Dataset entries:
┌──

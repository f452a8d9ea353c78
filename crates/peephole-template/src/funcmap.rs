//! Named render callables available to actions during one render.

use std::collections::BTreeMap;
use std::fmt;
use std::io;

use peephole_types::{Render, RenderError};

/// Table of named [`Render`] callables.
///
/// A funcmap is built by the caller for a single
/// [`Template::generate`](crate::Template::generate) call and may borrow
/// anything that outlives it.
#[derive(Default)]
pub struct Funcmap<'a> {
    funcs: BTreeMap<String, Box<dyn Render + 'a>>,
}

impl<'a> Funcmap<'a> {
    /// Create an empty funcmap.
    pub fn new() -> Self {
        Self::default()
    }

    /// Register `func` under `name`, replacing any previous entry.
    pub fn insert(&mut self, name: impl Into<String>, func: impl Render + 'a) {
        self.funcs.insert(name.into(), Box::new(func));
    }

    /// Register a closure under `name`.
    ///
    /// Equivalent to [`insert`](Self::insert), but lets the closure's
    /// argument type be inferred.
    pub fn insert_fn<F>(&mut self, name: impl Into<String>, func: F)
    where
        F: Fn(&mut dyn io::Write) -> Result<(), RenderError> + 'a,
    {
        self.insert(name, func);
    }

    /// Builder form of [`insert`](Self::insert).
    #[must_use]
    pub fn with(mut self, name: impl Into<String>, func: impl Render + 'a) -> Self {
        self.insert(name, func);
        self
    }

    /// Builder form of [`insert_fn`](Self::insert_fn).
    #[must_use]
    pub fn with_fn<F>(mut self, name: impl Into<String>, func: F) -> Self
    where
        F: Fn(&mut dyn io::Write) -> Result<(), RenderError> + 'a,
    {
        self.insert_fn(name, func);
        self
    }

    /// Look up a callable by exact name.
    pub fn get(&self, name: &str) -> Option<&(dyn Render + 'a)> {
        self.funcs.get(name).map(|func| &**func)
    }

    /// Number of registered callables.
    pub fn len(&self) -> usize {
        self.funcs.len()
    }

    /// Whether no callables are registered.
    pub fn is_empty(&self) -> bool {
        self.funcs.is_empty()
    }
}

impl fmt::Debug for Funcmap<'_> {
    fn fmt(&self, f: &mut fmt::Formatter<'_>) -> fmt::Result {
        f.debug_set().entries(self.funcs.keys()).finish()
    }
}

#[cfg(test)]
#[allow(clippy::unwrap_used)]
mod tests {
    use super::*;

    #[test]
    fn closures_are_callable_by_name() {
        let funcs = Funcmap::new().with_fn("greet", |out| {
            write!(out, "hi")?;
            Ok(())
        });
        let mut buf = Vec::new();
        funcs.get("greet").unwrap().render(&mut buf).unwrap();
        assert_eq!(buf, b"hi");
        assert!(funcs.get("Greet").is_none());
        assert_eq!(funcs.len(), 1);
    }

    #[test]
    fn later_insert_replaces_earlier() {
        let mut funcs = Funcmap::new();
        assert!(funcs.is_empty());
        funcs.insert_fn("f", |out| {
            out.write_all(b"one")?;
            Ok(())
        });
        funcs.insert_fn("f", |out| {
            out.write_all(b"two")?;
            Ok(())
        });
        let mut buf = Vec::new();
        funcs.get("f").unwrap().render(&mut buf).unwrap();
        assert_eq!(buf, b"two");
        assert_eq!(funcs.len(), 1);
        assert!(!funcs.is_empty());
    }

    #[test]
    fn debug_lists_names() {
        let funcs = Funcmap::new()
            .with_fn("b", |_| Ok(()))
            .with_fn("a", |_| Ok(()));
        assert_eq!(format!("{funcs:?}"), r#"{"a", "b"}"#);
    }
}
//! Request handlers for mounted object graphs.
//!
//! | Method | Path | Description |
//! |--------|------|-------------|
//! | `GET` | `{prefix}` | View of the mounted root |
//! | `GET` | `{prefix}{*path}` | View of the value at `path` |

use std::sync::Arc;

use axum::extract::{Path, State};
use axum::http::Uri;
use axum::response::Html;
use peephole_core::{render, split_path};
use peephole_types::{Inspect, RenderError, RequestContext};
use tracing::{debug, info_span, warn, Instrument, Span};

use crate::error::InspectError;
use crate::mount::Mount;

/// Per-mount state shared by the two routes of one mount.
pub struct MountState {
    prefix: String,
    root: Arc<dyn Inspect + Send + Sync>,
    verbose: bool,
}

impl MountState {
    /// Capture `mount` and the verbosity flag for its handlers.
    pub fn new(mount: &Mount, verbose: bool) -> Self {
        Self {
            prefix: mount.prefix().to_owned(),
            root: Arc::clone(mount.root()),
            verbose,
        }
    }
}

/// `GET {prefix}` -- render the mounted root.
pub async fn inspect_root(
    State(state): State<Arc<MountState>>,
    uri: Uri,
) -> Result<Html<Vec<u8>>, InspectError> {
    inspect(state, &uri, String::new()).await
}

/// `GET {prefix}{*path}` -- render the value the path addresses.
///
/// The wildcard arrives percent-decoded.
pub async fn inspect_path(
    State(state): State<Arc<MountState>>,
    uri: Uri,
    Path(suffix): Path<String>,
) -> Result<Html<Vec<u8>>, InspectError> {
    inspect(state, &uri, suffix).await
}

async fn inspect(
    state: Arc<MountState>,
    uri: &Uri,
    suffix: String,
) -> Result<Html<Vec<u8>>, InspectError> {
    let ctx = RequestContext::new(uri.path(), state.prefix.as_str()).with_verbose(state.verbose);
    let request_id = ctx.request_id();
    let span = info_span!("inspect", %request_id, path = %uri.path());

    async move {
        let span = Span::current();
        let rendered = tokio::task::spawn_blocking(move || {
            span.in_scope(|| render_page(&state, &suffix, &ctx))
        })
        .await;
        match rendered {
            Ok(Ok(body)) => {
                debug!(bytes = body.len(), "rendered view");
                Ok(Html(body))
            }
            Ok(Err(e)) => {
                warn!(%request_id, error = %e, "render failed");
                Err(InspectError::Render(e))
            }
            Err(e) => {
                warn!(%request_id, error = %e, "render task failed");
                Err(InspectError::Task(e.to_string()))
            }
        }
    }
    .instrument(span)
    .await
}

/// Render the view addressed by `suffix` into a buffer.
///
/// Nothing reaches the client until the whole view has rendered, so a
/// failure part-way never produces a truncated page.
fn render_page(
    state: &MountState,
    suffix: &str,
    ctx: &RequestContext,
) -> Result<Vec<u8>, RenderError> {
    let segments = split_path(suffix);
    let mut body = Vec::new();
    render(&*state.root, &state.prefix, &segments, ctx, &mut body)?;
    Ok(body)
}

└──

Directions for this task - Output the data exactly, in full.

Your response -
repository f452a8d9ea353c78
filename crates/peephole-template/src/funcmap.rs
//! Named render callables available to actions during one render.

use std::collections::BTreeMap;
use std::fmt;
use std::io;

use peephole_types::{Render, RenderError};

/// Table of named [`Render`] callables.
///
/// A funcmap is built by the caller for a single
/// [`Template::generate`](crate::Template::generate) call and may borrow
/// anything that outlives it.
#[derive(Default)]
pub struct Funcmap<'a> {
    funcs: BTreeMap<String, Box<dyn Render + 'a>>,
}

impl<'a> Funcmap<'a> {
    /// Create an empty funcmap.
    pub fn new() -> Self {
        Self::default()
    }

    /// Register `func` under `name`, replacing any previous entry.
    pub fn insert(&mut self, name: impl Into<String>, func: impl Render + 'a) {
        self.funcs.insert(name.into(), Box::new(func));
    }

    /// Register a closure under `name`.
    ///
    /// Equivalent to [`insert`](Self::insert), but lets the closure's
    /// argument type be inferred.
    pub fn insert_fn<F>(&mut self, name: impl Into<String>, func: F)
    where
        F: Fn(&mut dyn io::Write) -> Result<(), RenderError> + 'a,
    {
        self.insert(name, func);
    }

    /// Builder form of [`insert`](Self::insert).
    #[must_use]
    pub fn with(mut self, name: impl Into<String>, func: impl Render + 'a) -> Self {
        self.insert(name, func);
        self
    }

    /// Builder form of [`insert_fn`](Self::insert_fn).
    #[must_use]
    pub fn with_fn<F>(mut self, name: impl Into<String>, func: F) -> Self
    where
        F: Fn(&mut dyn io::Write) -> Result<(), RenderError> + 'a,
    {
        self.insert_fn(name, func);
        self
    }

    /// Look up a callable by exact name.
    pub fn get(&self, name: &str) -> Option<&(dyn Render + 'a)> {
        self.funcs.get(name).map(|func| &**func)
    }

    /// Number of registered callables.
    pub fn len(&self) -> usize {
        self.funcs.len()
    }

    /// Whether no callables are registered.
    pub fn is_empty(&self) -> bool {
        self.funcs.is_empty()
    }
}

impl fmt::Debug for Funcmap<'_> {
    fn fmt(&self, f: &mut fmt::Formatter<'_>) -> fmt::Result {
        f.debug_set().entries(self.funcs.keys()).finish()
    }
}

#[cfg(test)]
#[allow(clippy::unwrap_used)]
mod tests {
    use super::*;

    #[test]
    fn closures_are_callable_by_name() {
        let funcs = Funcmap::new().with_fn("greet", |out| {
            write!(out, "hi")?;
            Ok(())
        });
        let mut buf = Vec::new();
        funcs.get("greet").unwrap().render(&mut buf).unwrap();
        assert_eq!(buf, b"hi");
        assert!(funcs.get("Greet").is_none());
        assert_eq!(funcs.len(), 1);
    }

    #[test]
    fn later_insert_replaces_earlier() {
        let mut funcs = Funcmap::new();
        assert!(funcs.is_empty());
        funcs.insert_fn("f", |out| {
            out.write_all(b"one")?;
            Ok(())
        });
        funcs.insert_fn("f", |out| {
            out.write_all(b"two")?;
            Ok(())
        });
        let mut buf = Vec::new();
        funcs.get("f").unwrap().render(&mut buf).unwrap();
        assert_eq!(buf, b"two");
        assert_eq!(funcs.len(), 1);
        assert!(!funcs.is_empty());
    }

    #[test]
    fn debug_lists_names() {
        let funcs = Funcmap::new()
            .with_fn("b", |_| Ok(()))
            .with_fn("a", |_| Ok(()));
        assert_eq!(format!("{funcs:?}"), r#"{"a", "b"}"#);
    }
}
//! Request handlers for mounted object graphs.
//!
//! | Method | Path | Description |
//! |--------|------|-------------|
//! | `GET` | `{prefix}` | View of the mounted root |
//! | `GET` | `{prefix}{*path}` | View of the value at `path` |

use std::sync::Arc;

use axum::extract::{Path, State};
use axum::http::Uri;
use axum::response::Html;
use peephole_core::{render, split_path};
use peephole_types::{Inspect, RenderError, RequestContext};
use tracing::{debug, info_span, warn, Instrument, Span};

use crate::error::InspectError;
use crate::mount::Mount;

/// Per-mount state shared by the two routes of one mount.
pub struct MountState {
    prefix: String,
    root: Arc<dyn Inspect + Send + Sync>,
    verbose: bool,
}

impl MountState {
    /// Capture `mount` and the verbosity flag for its handlers.
    pub fn new(mount: &Mount, verbose: bool) -> Self {
        Self {
            prefix: mount.prefix().to_owned(),
            root: Arc::clone(mount.root()),
            verbose,
        }
    }
}

/// `GET {prefix}` -- render the mounted root.
pub async fn inspect_root(
    State(state): State<Arc<MountState>>,
    uri: Uri,
) -> Result<Html<Vec<u8>>, InspectError> {
    inspect(state, &uri, String::new()).await
}

/// `GET {prefix}{*path}` -- render the value the path addresses.
///
/// The wildcard arrives percent-decoded.
pub async fn inspect_path(
    State(state): State<Arc<MountState>>,
    uri: Uri,
    Path(suffix): Path<String>,
) -> Result<Html<Vec<u8>>, InspectError> {
    inspect(state, &uri, suffix).await
}

async fn inspect(
    state: Arc<MountState>,
    uri: &Uri,
    suffix: String,
) -> Result<Html<Vec<u8>>, InspectError> {
    let ctx = RequestContext::new(uri.path(), state.prefix.as_str()).with_verbose(state.verbose);
    let request_id = ctx.request_id();
    let span = info_span!("inspect", %request_id, path = %uri.path());

    async move {
        let span = Span::current();
        let rendered = tokio::task::spawn_blocking(move || {
            span.in_scope(|| render_page(&state, &suffix, &ctx))
        })
        .await;
        match rendered {
            Ok(Ok(body)) => {
                debug!(bytes = body.len(), "rendered view");
                Ok(Html(body))
            }
            Ok(Err(e)) => {
                warn!(%request_id, error = %e, "render failed");
                Err(InspectError::Render(e))
            }
            Err(e) => {
                warn!(%request_id, error = %e, "render task failed");
                Err(InspectError::Task(e.to_string()))
            }
        }
    }
    .instrument(span)
    .await
}

/// Render the view addressed by `suffix` into a buffer.
///
/// Nothing reaches the client until the whole view has rendered, so a
/// failure part-way never produces a truncated page.
fn render_page(
    state: &MountState,
    suffix: &str,
    ctx: &RequestContext,
) -> Result<Vec<u8>, RenderError> {
    let segments = split_path(suffix);
    let mut body = Vec::new();
    render(&*state.root, &state.prefix, &segments, ctx, &mut body)?;
    Ok(body)
}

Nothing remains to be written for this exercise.